Written By Leslie Zadorozny, Hotes Foundation Media Team Manager

It’s mid morning as preschoolers sit at their colorful, height-appropriate tables and curiously surround a tablet opened to an alphabet learning application. Each child takes their turn tracing various letters across the touch screen followed by cheers & celebration from their teachers and peers. Later in the day, students return from school and shuffle into the dining hall ready to study and work on school assignments. Upon entering, the kids disperse into grade level groups and begin working at the tables. Between homework assignments, students have the opportunity to use tablets with access to the Internet and loaded with a wide variety of learning applications from math & science to spelling & literature. In this day and age, the scenes of children using tablets are quite familiar and normal. Apple reports there are 7 million iPads used in U.S. schools and more than 10 million iPads in schools worldwide. Access to technology for education is crucial if children are to excel in a digital age. What if I told you that the kids I just described were living in extreme poverty? Would this surprise you?

For youth living in extreme poverty, where parents struggle to even pay for school, having an iPad is almost inconceivable. Here at the Hotes Foundation, however, we see it as a necessity to close the poverty gap. For an impoverished community, having access to technology and the Internet connects them to the rest of the world and gives them the opportunity to gain more knowledge at a faster rate. At the start of 2019, we made it happen for the youth of Lake Azuei by providing 10 new iPads for the mud hut village. Specifically, these tablets are used by the preschoolers in our daycare and by the students in our Homework Club.

The Lake Azuei Daycare is free childcare for any families in the community, but also so much more. For the children, the daycare provides a safe, clean environment and early education spanning from the alphabet to counting and now the curriculum has expanded with technology. Using the tablets, the young students explore a variety of learning applications. Not only do the tablets introduce technology to the 3 year olds, but they also introduce a new, interactive way of learning. The lead daycare teacher explains, “The kids play games and learn the same topics that we teach in the daycare such as letters, numbers, colors, and shapes. With the iPads, they are gaining more knowledge that opens their minds.”

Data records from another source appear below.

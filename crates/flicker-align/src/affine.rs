use serde::{Deserialize, Serialize};

use crate::error::AlignError;
use crate::landmark::{LandmarkTable, Point2};

/// Colinearity residual of three points.
///
/// The root mean of the smaller of the x and y variances about the centroid,
/// `sqrt(min(sum dx^2, sum dy^2) / 3)`. Zero for points on a horizontal or
/// vertical line; diagonal lines are caught by the solver's determinant check.
///
/// # Example
///
/// ```
/// use flicker_align::colinearity_residual;
///
/// assert_eq!(colinearity_residual(&[[0.0, 5.0], [3.0, 5.0], [9.0, 5.0]]), 0.0);
/// assert!(colinearity_residual(&[[10.0, 10.0], [50.0, 10.0], [10.0, 50.0]]) > 16.0);
/// ```
pub fn colinearity_residual(points: &[Point2; 3]) -> f64 {
    let n = points.len() as f64;
    let mx = points.iter().map(|p| p[0]).sum::<f64>() / n;
    let my = points.iter().map(|p| p[1]).sum::<f64>() / n;

    let sxx: f64 = points.iter().map(|p| (p[0] - mx).powi(2)).sum();
    let syy: f64 = points.iter().map(|p| (p[1] - my).powi(2)).sum();

    (sxx.min(syy) / n).sqrt()
}

/// A solved affine correspondence between two images.
///
/// `forward = [a, b, c, d, e, f]` maps image 1 to image 2:
///
/// ```text
/// x2 = a * x1 + b * y1 + c
/// y2 = d * x1 + e * y1 + f
/// ```
///
/// and `inverse = [a0, b0, c0, d0, e0, f0]` maps back. Mapped points are clamped
/// to the image bounds.
#[derive(Debug, Clone, PartialEq, Serialize, Deserialize)]
pub struct AffineModel {
    /// Forward coefficients `a..f`.
    pub forward: [f64; 6],
    /// Inverse coefficients `a0..f0`.
    pub inverse: [f64; 6],
    /// Colinearity residual of the landmarks in the first image.
    pub residual1: f64,
    /// Colinearity residual of the landmarks in the second image.
    pub residual2: f64,
    /// Human readable status of the solve.
    pub status: String,
    /// Image width used for clamping.
    pub width: usize,
    /// Image height used for clamping.
    pub height: usize,
}

const IDENTITY: [f64; 6] = [1.0, 0.0, 0.0, 0.0, 1.0, 0.0];

fn apply(coeffs: &[f64; 6], x: f64, y: f64) -> (f64, f64) {
    let [a, b, c, d, e, f] = *coeffs;
    (a * x + b * y + c, d * x + e * y + f)
}

impl AffineModel {
    /// The identity map over an image of the given size.
    pub fn identity(width: usize, height: usize) -> Self {
        Self {
            forward: IDENTITY,
            inverse: IDENTITY,
            residual1: 0.0,
            residual2: 0.0,
            status: "identity".to_string(),
            width,
            height,
        }
    }

    fn clamp(&self, (x, y): (f64, f64)) -> (f64, f64) {
        let max_x = self.width.saturating_sub(1) as f64;
        let max_y = self.height.saturating_sub(1) as f64;
        (x.clamp(0.0, max_x), y.clamp(0.0, max_y))
    }

    /// Map a point from image 1 to image 2.
    pub fn map_forward(&self, x: f64, y: f64) -> (f64, f64) {
        self.clamp(apply(&self.forward, x, y))
    }

    /// Map a point from image 2 to image 1.
    pub fn map_inverse(&self, x: f64, y: f64) -> (f64, f64) {
        self.clamp(apply(&self.inverse, x, y))
    }
}

/// Solves the affine map through three landmark pairs.
///
/// # Example
///
/// ```
/// use flicker_align::{AffineSolver, Landmark, LandmarkTable};
///
/// let table = LandmarkTable::new(vec![
///     Landmark::new([10.0, 10.0], [20.0, 20.0]),
///     Landmark::new([50.0, 10.0], [60.0, 20.0]),
///     Landmark::new([10.0, 50.0], [20.0, 60.0]),
/// ]);
///
/// let mut solver = AffineSolver::new(1.0, 100, 100);
/// solver.set_landmarks(&table, [0, 1, 2], false).unwrap();
/// let model = solver.solve().unwrap();
/// assert_eq!(model.map_forward(30.0, 30.0), (40.0, 40.0));
/// ```
#[derive(Debug, Clone)]
pub struct AffineSolver {
    colinear_threshold: f64,
    width: usize,
    height: usize,
    points: Option<([Point2; 3], [Point2; 3])>,
}

impl AffineSolver {
    /// Create a solver for images of the given size.
    ///
    /// Triples whose colinearity residual is below `colinear_threshold` in either
    /// image are rejected.
    pub fn new(colinear_threshold: f64, width: usize, height: usize) -> Self {
        Self {
            colinear_threshold,
            width,
            height,
            points: None,
        }
    }

    /// Load three landmarks from `table`; `flip` swaps the roles of the two images.
    ///
    /// # Errors
    ///
    /// Returns [`AlignError::InvalidLandmarks`] if the table has fewer than three
    /// landmarks, or an index is out of range, repeated or marks an invalid landmark.
    pub fn set_landmarks(
        &mut self,
        table: &LandmarkTable,
        indices: [usize; 3],
        flip: bool,
    ) -> Result<(), AlignError> {
        if table.len() < 3 {
            return Err(AlignError::InvalidLandmarks(format!(
                "3 landmarks required, table has {}",
                table.len()
            )));
        }

        let [i1, i2, i3] = indices;
        if i1 == i2 || i1 == i3 || i2 == i3 {
            return Err(AlignError::InvalidLandmarks(format!(
                "indices {indices:?} are not distinct"
            )));
        }

        let mut from = [[0.0; 2]; 3];
        let mut to = [[0.0; 2]; 3];
        for (k, &index) in indices.iter().enumerate() {
            let landmark = table.get(index).ok_or_else(|| {
                AlignError::InvalidLandmarks(format!(
                    "index {index} out of range for {} landmarks",
                    table.len()
                ))
            })?;
            if !landmark.valid {
                return Err(AlignError::InvalidLandmarks(format!(
                    "landmark {index} is not valid"
                )));
            }
            (from[k], to[k]) = landmark.pair(flip);
        }

        self.points = Some((from, to));
        Ok(())
    }

    /// Solve the forward and inverse maps.
    ///
    /// # Errors
    ///
    /// * [`AlignError::InvalidLandmarks`] if no landmarks were loaded.
    /// * [`AlignError::Colinear`] if the points in either image span no area or a
    ///   residual is below the threshold.
    /// * [`AlignError::SingularMatrix`] if the linear part cannot be inverted.
    pub fn solve(&self) -> Result<AffineModel, AlignError> {
        let (x1, x2) = self
            .points
            .as_ref()
            .ok_or_else(|| AlignError::InvalidLandmarks("no landmarks loaded".to_string()))?;

        let residual1 = colinearity_residual(x1);
        let residual2 = colinearity_residual(x2);
        let colinear = AlignError::Colinear {
            residual1,
            residual2,
            threshold: self.colinear_threshold,
        };

        // differences relative to the first landmark
        let (dx1, dy1) = (x1[1][0] - x1[0][0], x1[1][1] - x1[0][1]);
        let (dx2, dy2) = (x1[2][0] - x1[0][0], x1[2][1] - x1[0][1]);
        let (tx1, ty1) = (x2[1][0] - x2[0][0], x2[1][1] - x2[0][1]);
        let (tx2, ty2) = (x2[2][0] - x2[0][0], x2[2][1] - x2[0][1]);

        let det = dx1 * dy2 - dx2 * dy1;
        let det_to = tx1 * ty2 - tx2 * ty1;
        if det == 0.0 || det_to == 0.0 {
            return Err(colinear);
        }
        if residual1 < self.colinear_threshold || residual2 < self.colinear_threshold {
            log::debug!("colinear landmarks: residuals {residual1:.3}, {residual2:.3}");
            return Err(colinear);
        }

        let a = (tx1 * dy2 - tx2 * dy1) / det;
        let b = (dx1 * tx2 - dx2 * tx1) / det;
        let c = x2[0][0] - a * x1[0][0] - b * x1[0][1];
        let d = (ty1 * dy2 - ty2 * dy1) / det;
        let e = (dx1 * ty2 - dx2 * ty1) / det;
        let f = x2[0][1] - d * x1[0][0] - e * x1[0][1];

        let det2 = a * e - b * d;
        if det2 == 0.0 {
            return Err(AlignError::SingularMatrix);
        }
        let (a0, b0) = (e / det2, -b / det2);
        let (d0, e0) = (-d / det2, a / det2);
        let c0 = -(a0 * c + b0 * f);
        let f0 = -(d0 * c + e0 * f);

        log::debug!(
            "affine solved: [{a:.4}, {b:.4}, {c:.2}, {d:.4}, {e:.4}, {f:.2}], \
             residuals {residual1:.3}, {residual2:.3}"
        );

        Ok(AffineModel {
            forward: [a, b, c, d, e, f],
            inverse: [a0, b0, c0, d0, e0, f0],
            residual1,
            residual2,
            status: format!("solved, residuals {residual1:.2} / {residual2:.2}"),
            width: self.width,
            height: self.height,
        })
    }
}

#[cfg(test)]
mod tests {
    use super::*;
    use crate::landmark::Landmark;
    use approx::assert_relative_eq;
    use rand::Rng;

    fn make_table(from: [Point2; 3], to: [Point2; 3]) -> LandmarkTable {
        LandmarkTable::new(
            from.iter()
                .zip(to.iter())
                .map(|(&p, &q)| Landmark::new(p, q))
                .collect(),
        )
    }

    #[test]
    fn translation() -> Result<(), AlignError> {
        let table = make_table(
            [[10.0, 10.0], [50.0, 10.0], [10.0, 50.0]],
            [[20.0, 20.0], [60.0, 20.0], [20.0, 60.0]],
        );
        let mut solver = AffineSolver::new(1.0, 100, 100);
        solver.set_landmarks(&table, [0, 1, 2], false)?;
        let model = solver.solve()?;

        let expected = [1.0, 0.0, 10.0, 0.0, 1.0, 10.0];
        for (v, e) in model.forward.iter().zip(expected.iter()) {
            assert_relative_eq!(*v, *e, epsilon = 1e-9);
        }
        let expected = [1.0, 0.0, -10.0, 0.0, 1.0, -10.0];
        for (v, e) in model.inverse.iter().zip(expected.iter()) {
            assert_relative_eq!(*v, *e, epsilon = 1e-9);
        }
        assert!(model.residual1 > 10.0 && model.residual2 > 10.0);
        Ok(())
    }

    #[test]
    fn flip_swaps_direction() -> Result<(), AlignError> {
        let table = make_table(
            [[10.0, 10.0], [50.0, 10.0], [10.0, 50.0]],
            [[20.0, 20.0], [60.0, 20.0], [20.0, 60.0]],
        );
        let mut solver = AffineSolver::new(1.0, 100, 100);
        solver.set_landmarks(&table, [0, 1, 2], true)?;
        let model = solver.solve()?;
        assert_relative_eq!(model.forward[2], -10.0, epsilon = 1e-9);
        assert_relative_eq!(model.forward[5], -10.0, epsilon = 1e-9);
        Ok(())
    }

    #[test]
    fn nearly_colinear() -> Result<(), AlignError> {
        // nearly horizontal in the first image
        let table = make_table(
            [[0.0, 0.0], [20.0, 0.5], [40.0, 0.2]],
            [[5.0, 0.0], [40.0, 7.0], [3.0, 70.0]],
        );
        let mut solver = AffineSolver::new(1.0, 100, 100);
        solver.set_landmarks(&table, [0, 1, 2], false)?;
        match solver.solve() {
            Err(AlignError::Colinear { residual1, .. }) => assert!(residual1 < 1.0),
            other => panic!("expected a colinear error, got {other:?}"),
        }

        // exactly on a diagonal in the second image
        let table = make_table(
            [[10.0, 10.0], [50.0, 10.0], [10.0, 50.0]],
            [[0.0, 0.0], [1.0, 1.0], [2.0, 2.0]],
        );
        solver.set_landmarks(&table, [0, 1, 2], false)?;
        assert!(matches!(solver.solve(), Err(AlignError::Colinear { .. })));
        Ok(())
    }

    #[test]
    fn residual_uses_axis_variance() -> Result<(), AlignError> {
        // close to the diagonal, but spread along both axes
        let from = [[0.0, 0.0], [40.0, 41.5], [80.0, 80.0]];
        let expected = (3200.0f64 / 3.0).sqrt();
        assert_relative_eq!(colinearity_residual(&from), expected, epsilon = 1e-9);

        let table = make_table(from, [[5.0, 0.0], [40.0, 7.0], [3.0, 70.0]]);
        let mut solver = AffineSolver::new(1.0, 100, 100);
        solver.set_landmarks(&table, [0, 1, 2], false)?;
        let model = solver.solve()?;
        assert!(model.residual1 > 30.0);
        Ok(())
    }

    #[test]
    fn invalid_indices() {
        let table = make_table(
            [[10.0, 10.0], [50.0, 10.0], [10.0, 50.0]],
            [[20.0, 20.0], [60.0, 20.0], [20.0, 60.0]],
        );
        let mut solver = AffineSolver::new(1.0, 100, 100);
        assert!(matches!(
            solver.set_landmarks(&table, [0, 1, 3], false),
            Err(AlignError::InvalidLandmarks(_))
        ));
        assert!(matches!(
            solver.set_landmarks(&table, [0, 1, 1], false),
            Err(AlignError::InvalidLandmarks(_))
        ));
        assert!(matches!(solver.solve(), Err(AlignError::InvalidLandmarks(_))));

        let short = LandmarkTable::new(vec![Landmark::new([0.0, 0.0], [0.0, 0.0])]);
        assert!(matches!(
            solver.set_landmarks(&short, [0, 1, 2], false),
            Err(AlignError::InvalidLandmarks(_))
        ));
    }

    #[test]
    fn mapping_is_clamped() {
        let model = AffineModel::identity(10, 5);
        assert_eq!(model.map_forward(-3.0, 7.0), (0.0, 4.0));
        assert_eq!(model.map_inverse(2.5, 1.0), (2.5, 1.0));
    }

    #[test]
    fn random_round_trip() -> Result<(), AlignError> {
        let mut rng = rand::rng();
        let from = [[20.0, 20.0], [180.0, 30.0], [40.0, 170.0]];

        for _ in 0..50 {
            let theta: f64 = rng.random_range(-0.3..0.3);
            let scale: f64 = rng.random_range(0.8..1.2);
            let tx: f64 = rng.random_range(-15.0..15.0);
            let ty: f64 = rng.random_range(-15.0..15.0);
            let (s, c) = theta.sin_cos();
            let warp = |p: Point2| {
                [
                    scale * (c * p[0] - s * p[1]) + tx,
                    scale * (s * p[0] + c * p[1]) + ty,
                ]
            };

            let to = [warp(from[0]), warp(from[1]), warp(from[2])];
            let mut solver = AffineSolver::new(1.0, 200, 200);
            solver.set_landmarks(&make_table(from, to), [0, 1, 2], false)?;
            let model = solver.solve()?;

            for _ in 0..20 {
                let (x, y) = (rng.random_range(1.0..199.0), rng.random_range(1.0..199.0));
                let (u, v) = model.map_forward(x, y);
                if u <= 0.0 || v <= 0.0 || u >= 199.0 || v >= 199.0 {
                    continue;
                }
                let (xr, yr) = model.map_inverse(u.round(), v.round());
                assert!((xr - x).abs() < 1.5 && (yr - y).abs() < 1.5);
            }
        }
        Ok(())
    }
}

Once the kids graduate from daycare, they will have access to the iPads in Homework Club, an after school program where students study and work on school assignments together. One student, Alexandre Jean-Baptise, was surprised about using the tablets, “The first time I saw the iPads, I didn’t think that they would be for the villagers, but when I saw that the Hotes Foundation gave the Homework Club the iPads I was very happy.” Now, students can use the tablets as a learning tool to help them do their homework and do research. Another student, Saphira Pierre, explains how the iPad helps her study, “I use the iPad to do my biology homework, history, reading and other research like word definitions. The iPad helps me learn lots of new things about the world and America. For example, I learned about the biggest rivers in the world.” For these students in a mud hut village, the tablets connect them with more information about the world, opening their minds to more possibilities.

Both the daycare and Homework Club have already made an enormous impact on the village growing out of poverty into a thriving community. The children are healthier, they are excelling in school…and now they are more connected than ever to the rest of the world through this technology. Staff and students are able to use the Internet, an abundance of information at their fingertips. I asked our director, Vito Arciniega “Out of all the programs & resources that could be given to the village, why iPads?” He replied, “The iPads are a huge asset and learning tool for children as young as 1 years old all the way up through high school. Our hopes are that the iPads will help them learn faster, gain new, fresh ideas, and expand higher learning in the village; not only for the children, but for everyone. Having access to information & technology is a big advantage.” We at the Hotes Foundation believe in continually raising the level of the village we are helping, to grow out of poverty. Introducing technology like the Internet & iPads is a big step toward closing that poverty gap.